Na maioria das vezes, imaginara-a como naquela primeira noite, debruçada sobre ele, abrindo-lhe lentamente a calça, com aquelas belas mãos de unhas compridas. Sonhava com o que ela faria depois, e com o que ela o faria sentir. Chegara até mesmo a pensar que devia ter deixado que Vicente a tomasse nos braços e fosse mais longe que alguns beijos, antes de interrompê-los na casa, no dia que armara uma emboscada contra ela. Havia sido interessante assisti-los, estranhamente excitante. Ela era ainda mais sensual quando permitia as carícias.

Mas nada no mundo mudaria o fato de que Claire desejava vê-lo morto. Foi ela que surgiu primeiro, do meio das folhagens, empunhando um arco. E foi ela que gritou para que colocassem as armas no chão, com um tom de voz autoritário que nem mesmo parecia lhe pertencer. Devia ter ensaiado por dias, tentando parecer temível. Colocar as armas no chão, pensou Nigel, com um sorriso torto, eu mesmo já estou no chão.

Lionor segurou a espada com mais força, confiante na proteção da cota de malha por baixo do vestido. Enfrentou a garota ruiva com um olhar altivo e desafiador. Por um breve momento, pareceu que avançaria sobre Claire com a espada em punho, mas ela não seria tão burra. Limitou-se a franzir as sobrancelhas.

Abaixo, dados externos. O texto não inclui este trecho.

//! Response caching for the scheduler.
//!
//! The scheduler consults the cache on enqueue (serving hits without ever
//! queueing the request) and inserts computed responses from the response
//! delegator on the way out. Insertion follows an at-most-once
//! discipline: when several requests with the same key miss concurrently,
//! the first computed response wins and later inserts report
//! [`CacheError::AlreadyExists`], which callers must not treat as a
//! failure.
//!
//! [`LruResponseCache`] is the bundled implementation: xxh3 request
//! hashing, LRU eviction and TTL expiration.

use std::num::NonZeroUsize;
use std::time::{Duration, Instant};

use lru::LruCache;
use parking_lot::Mutex;
use thiserror::Error;
use xxhash_rust::xxh3::Xxh3;

use microbatch_core::{InferenceRequest, InferenceResponse};

/// Cache operation outcomes that are not a plain hit
#[derive(Error, Debug, Clone, PartialEq, Eq)]
pub enum CacheError {
    /// No live entry for the key
    #[error("no cached response for key")]
    NotFound,

    /// Another thread inserted this key first; not a failure
    #[error("a cached response for this key already exists")]
    AlreadyExists,

    /// The cache backend itself failed
    #[error("cache backend error: {0}")]
    Backend(String),
}

/// Cache contract consumed by the scheduler
pub trait ResponseCache: Send + Sync {
    /// Hash a request into its cache key
    fn hash(&self, request: &InferenceRequest) -> Result<u64, CacheError>;

    /// Fetch the cached response for `key`; `NotFound` on miss
    fn lookup(&self, key: u64) -> Result<InferenceResponse, CacheError>;

    /// Store a computed response under `key`; `AlreadyExists` when a live
    /// entry is already present
    fn insert(&self, key: u64, response: &InferenceResponse) -> Result<(), CacheError>;
}

/// A cached response with its insertion time for TTL checking
struct CachedEntry {
    response: InferenceResponse,
    created_at: Instant,
}

impl CachedEntry {
    fn is_expired(&self, ttl: Option<Duration>) -> bool {
        ttl.is_some_and(|ttl| self.created_at.elapsed() > ttl)
    }
}

/// In-memory response cache with LRU eviction and TTL expiration
pub struct LruResponseCache {
    entries: Mutex<LruCache<u64, CachedEntry>>,
    ttl: Option<Duration>,
}

impl LruResponseCache {
    /// Create a cache holding up to `capacity` responses; entries older
    /// than `ttl` are treated as absent
    pub fn new(capacity: usize, ttl: Option<Duration>) -> Self {
        let capacity = NonZeroUsize::new(capacity.max(1)).unwrap();
        Self { entries: Mutex::new(LruCache::new(capacity)), ttl }
    }

    /// Current number of entries, expired ones included
    pub fn len(&self) -> usize {
        self.entries.lock().len()
    }

    /// Whether the cache holds no entries
    pub fn is_empty(&self) -> bool {
        self.entries.lock().is_empty()
    }

    /// Drop all entries
    pub fn clear(&self) {
        self.entries.lock().clear();
    }
}

impl ResponseCache for LruResponseCache {
    /// Hash the request's model plus every input tensor (name, type,
    /// shape and raw bytes) into a 64-bit key
    fn hash(&self, request: &InferenceRequest) -> Result<u64, CacheError> {
        let mut hasher = Xxh3::new();
        hasher.update(request.model.as_bytes());
        hasher.update(&[0]);
        for tensor in &request.inputs {
            hasher.update(tensor.name.as_bytes());
            hasher.update(&[0, tensor.dtype as u8]);
            for dim in &tensor.dims {
                hasher.update(&dim.to_le_bytes());
            }
            hasher.update(&tensor.data);
            hasher.update(&[0]);
        }
        Ok(hasher.digest())
    }

    fn lookup(&self, key: u64) -> Result<InferenceResponse, CacheError> {
        let mut entries = self.entries.lock();
        match entries.get(&key) {
            Some(entry) if entry.is_expired(self.ttl) => {
                entries.pop(&key);
                Err(CacheError::NotFound)
            }
            Some(entry) => Ok(entry.response.clone()),
            None => Err(CacheError::NotFound),
        }
    }

    fn insert(&self, key: u64, response: &InferenceResponse) -> Result<(), CacheError> {
        let mut entries = self.entries.lock();
        if let Some(existing) = entries.peek(&key) {
            if !existing.is_expired(self.ttl) {
                return Err(CacheError::AlreadyExists);
            }
        }
        entries.put(key, CachedEntry { response: response.clone(), created_at: Instant::now() });
        Ok(())
    }
}

#[cfg(test)]
mod tests {
    use super::*;
    use microbatch_core::{DataType, Tensor};

    fn create_request(content: &[u8]) -> InferenceRequest {
        let (req, _rx) = InferenceRequest::new(
            "resnet50",
            vec![Tensor::new("x", DataType::F32, vec![2, 3]).with_data(content.to_vec())],
        );
        req
    }

    fn create_response(request: &InferenceRequest) -> InferenceResponse {
        InferenceResponse::new(request.id(), request.model.clone(), vec![])
    }

    #[test]
    fn test_cache_hit() {
        let cache = LruResponseCache::new(100, None);
        let request = create_request(b"hello");
        let key = cache.hash(&request).unwrap();

        cache.insert(key, &create_response(&request)).unwrap();

        let cached = cache.lookup(key).unwrap();
        assert_eq!(cached.request_id, request.id());
    }

    #[test]
    fn test_cache_miss() {
        let cache = LruResponseCache::new(100, None);
        let request = create_request(b"hello");
        let key = cache.hash(&request).unwrap();

        assert_eq!(cache.lookup(key), Err(CacheError::NotFound));
    }

    #[test]
    fn test_insert_is_at_most_once() {
        let cache = LruResponseCache::new(100, None);
        let request = create_request(b"hello");
        let key = cache.hash(&request).unwrap();

        cache.insert(key, &create_response(&request)).unwrap();
        assert_eq!(
            cache.insert(key, &create_response(&request)),
            Err(CacheError::AlreadyExists)
        );
    }

    #[test]
    fn test_hash_differs_by_content() {
        let cache = LruResponseCache::new(100, None);
        let a = cache.hash(&create_request(b"one")).unwrap();
        let b = cache.hash(&create_request(b"two")).unwrap();
        assert_ne!(a, b);
    }

    #[test]
    fn test_hash_differs_by_model() {
        let cache = LruResponseCache::new(100, None);
        let (req_a, _rx) = InferenceRequest::new("model-a", vec![]);
        let (req_b, _rx2) = InferenceRequest::new("model-b", vec![]);
        assert_ne!(cache.hash(&req_a).unwrap(), cache.hash(&req_b).unwrap());
    }

    #[test]
    fn test_hash_is_stable() {
        let cache = LruResponseCache::new(100, None);
        let request = create_request(b"same");
        assert_eq!(cache.hash(&request).unwrap(), cache.hash(&request).unwrap());
    }

    #[test]
    fn test_ttl_expiration() {
        let cache = LruResponseCache::new(100, Some(Duration::from_millis(1)));
        let request = create_request(b"hello");
        let key = cache.hash(&request).unwrap();
        cache.insert(key, &create_response(&request)).unwrap();

        std::thread::sleep(Duration::from_millis(10));

        assert_eq!(cache.lookup(key), Err(CacheError::NotFound));
        // An expired entry can be replaced without AlreadyExists.
        cache.insert(key, &create_response(&request)).unwrap();
    }

    #[test]
    fn test_lru_eviction() {
        let cache = LruResponseCache::new(2, None);
        let requests: Vec<_> = [b"one".as_slice(), b"two", b"three"]
            .into_iter()
            .map(create_request)
            .collect();
        let keys: Vec<_> = requests.iter().map(|r| cache.hash(r).unwrap()).collect();

        for (key, request) in keys.iter().zip(&requests) {
            cache.insert(*key, &create_response(request)).unwrap();
        }

        assert_eq!(cache.lookup(keys[0]), Err(CacheError::NotFound));
        assert!(cache.lookup(keys[1]).is_ok());
        assert!(cache.lookup(keys[2]).is_ok());
    }
}
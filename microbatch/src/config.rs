//! Configuration for the dynamic batch scheduler.

use std::collections::{BTreeSet, HashMap};
use std::time::Duration;

use thiserror::Error;

use microbatch_core::QueuePolicy;

/// Construction-time configuration mistakes
#[derive(Error, Debug, Clone, PartialEq, Eq)]
pub enum ConfigError {
    /// A preferred batch size of 0 can never be reached
    #[error("preferred batch size must be positive")]
    PreferredSizeZero,

    /// A preferred batch size beyond the hard maximum can never fire
    #[error("preferred batch size {size} exceeds max batch size {max}")]
    PreferredSizeExceedsMax { size: usize, max: usize },

    /// The policy map names a priority level that does not exist
    #[error("queue policy for unknown priority level {level} ({levels} levels configured)")]
    UnknownPolicyLevel { level: u32, levels: u32 },
}

/// Construction-time configuration for one scheduler
#[derive(Debug, Clone)]
pub struct SchedulerConfig {
    /// Whether requests are batched at all. When off, every request ships
    /// in its own payload.
    pub dynamic_batching: bool,

    /// Hard upper bound on a payload's batch size
    pub max_batch_size: usize,

    /// Batch sizes the model executes efficiently at; the batcher targets
    /// the largest one that fits
    pub preferred_batch_sizes: BTreeSet<usize>,

    /// Longest a request may wait while the batcher tries to reach a
    /// preferred size; `Duration::ZERO` disables the delay bound
    pub max_queue_delay: Duration,

    /// Emit responses in enqueue order within each priority level
    pub preserve_ordering: bool,

    /// Consult the response cache on enqueue and insert computed
    /// responses. Effective only when a cache is also supplied.
    pub response_cache: bool,

    /// Inputs whose shape must match across a batch. A `true` value
    /// additionally requires the input to be present in every request.
    pub enforce_equal_shape_tensors: HashMap<String, bool>,

    /// Whether the model declares optional inputs; batches then also pin
    /// the exact set of input names
    pub has_optional_inputs: bool,

    /// Number of priority levels; 0 disables priorities
    pub priority_levels: u32,

    /// Policy for levels without an entry in `queue_policy_map`
    pub default_queue_policy: QueuePolicy,

    /// Per-level policy overrides
    pub queue_policy_map: HashMap<u32, QueuePolicy>,

    /// Niceness hint for the batcher thread
    pub nice: i32,
}

impl Default for SchedulerConfig {
    fn default() -> Self {
        Self {
            dynamic_batching: true,
            max_batch_size: 8,
            preferred_batch_sizes: BTreeSet::new(),
            max_queue_delay: Duration::ZERO,
            preserve_ordering: false,
            response_cache: false,
            enforce_equal_shape_tensors: HashMap::new(),
            has_optional_inputs: false,
            priority_levels: 0,
            default_queue_policy: QueuePolicy::default(),
            queue_policy_map: HashMap::new(),
            nice: 0,
        }
    }
}

impl SchedulerConfig {
    /// Config optimized for low latency: small batches, no delay bound
    pub fn low_latency() -> Self {
        Self { max_batch_size: 4, ..Default::default() }
    }

    /// Config optimized for throughput: large preferred batches with a
    /// short accumulation window
    pub fn high_throughput() -> Self {
        Self {
            max_batch_size: 32,
            preferred_batch_sizes: BTreeSet::from([8, 16, 32]),
            max_queue_delay: Duration::from_millis(2),
            ..Default::default()
        }
    }

    /// Create config from environment variables
    pub fn from_env() -> Self {
        let mut config = Self::default();

        if let Ok(val) = std::env::var("MICROBATCH_MAX_BATCH_SIZE") {
            if let Ok(n) = val.parse() {
                config.max_batch_size = n;
            }
        }

        if let Ok(val) = std::env::var("MICROBATCH_MAX_QUEUE_DELAY_US") {
            if let Ok(n) = val.parse() {
                config.max_queue_delay = Duration::from_micros(n);
            }
        }

        if let Ok(val) = std::env::var("MICROBATCH_PREFERRED_BATCH_SIZES") {
            config.preferred_batch_sizes =
                val.split(',').filter_map(|s| s.trim().parse().ok()).collect();
        }

        if let Ok(val) = std::env::var("MICROBATCH_PRESERVE_ORDERING") {
            config.preserve_ordering = val == "1" || val.eq_ignore_ascii_case("true");
        }

        config
    }

    /// Largest preferred batch size, or 0 when none are configured
    pub fn max_preferred_batch_size(&self) -> usize {
        self.preferred_batch_sizes.iter().next_back().copied().unwrap_or(0)
    }

    /// Reject configurations that could never behave as asked: preferred
    /// batch sizes that are zero or beyond the (clamped) maximum, and
    /// policy-map entries for priority levels that do not exist.
    pub fn validate(&self) -> Result<(), ConfigError> {
        let max = self.max_batch_size.max(1);
        for &size in &self.preferred_batch_sizes {
            if size == 0 {
                return Err(ConfigError::PreferredSizeZero);
            }
            if size > max {
                return Err(ConfigError::PreferredSizeExceedsMax { size, max });
            }
        }
        if self.priority_levels > 0 {
            for &level in self.queue_policy_map.keys() {
                if level >= self.priority_levels {
                    return Err(ConfigError::UnknownPolicyLevel {
                        level,
                        levels: self.priority_levels,
                    });
                }
            }
        }
        Ok(())
    }

    /// Clamp and reconcile the configuration: the batch size bound is at
    /// least 1 and preferred sizes beyond it are dropped
    pub fn normalized(mut self) -> Self {
        self.max_batch_size = self.max_batch_size.max(1);
        let dropped: Vec<usize> = self
            .preferred_batch_sizes
            .iter()
            .copied()
            .filter(|&size| size == 0 || size > self.max_batch_size)
            .collect();
        for size in dropped {
            tracing::warn!(
                size,
                max_batch_size = self.max_batch_size,
                "dropping unusable preferred batch size"
            );
            self.preferred_batch_sizes.remove(&size);
        }
        self
    }
}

— Quem disse à senhorita que eu tenho medo de que atire em mim?

— Eu apenas supus, Lionor... — Claire mantinha o arco à altura dos olhos, concentrada na mira — Mas você tem razão, eu não atiraria em você.

Puxou a flecha para trás e, antes que qualquer um de seus oponentes pudesse reagir, Claire a soltou na direção de Nigel. O rapaz sentiu a ponta da flecha enfiar-se em sua coxa, penetrando no músculo que já estava dolorido pela queda. Praguejou, com o xingamento mais ofensivo que conseguiu recordar, e pôs-se a xingar Claire.

— Sua... sua vagabunda estúpida, prostituta imunda, que pensa que está fazendo?

Fez um movimento brusco, a fim de pegar a arma que escondera debaixo da camisa, mas antes que a alcançasse, outra flecha o atingiu, no mesmo braço em que já possuía uma cicatriz causada por Wilhem. Soltou um gemido abafado. Poderia ter sido mais rápido, se não estivesse debilitado pela queda, e teria acabado com tudo aquilo com apenas um tiro.

— Lionor, coloque a espada no chão. — ele lhe lançou um olhar suplicante.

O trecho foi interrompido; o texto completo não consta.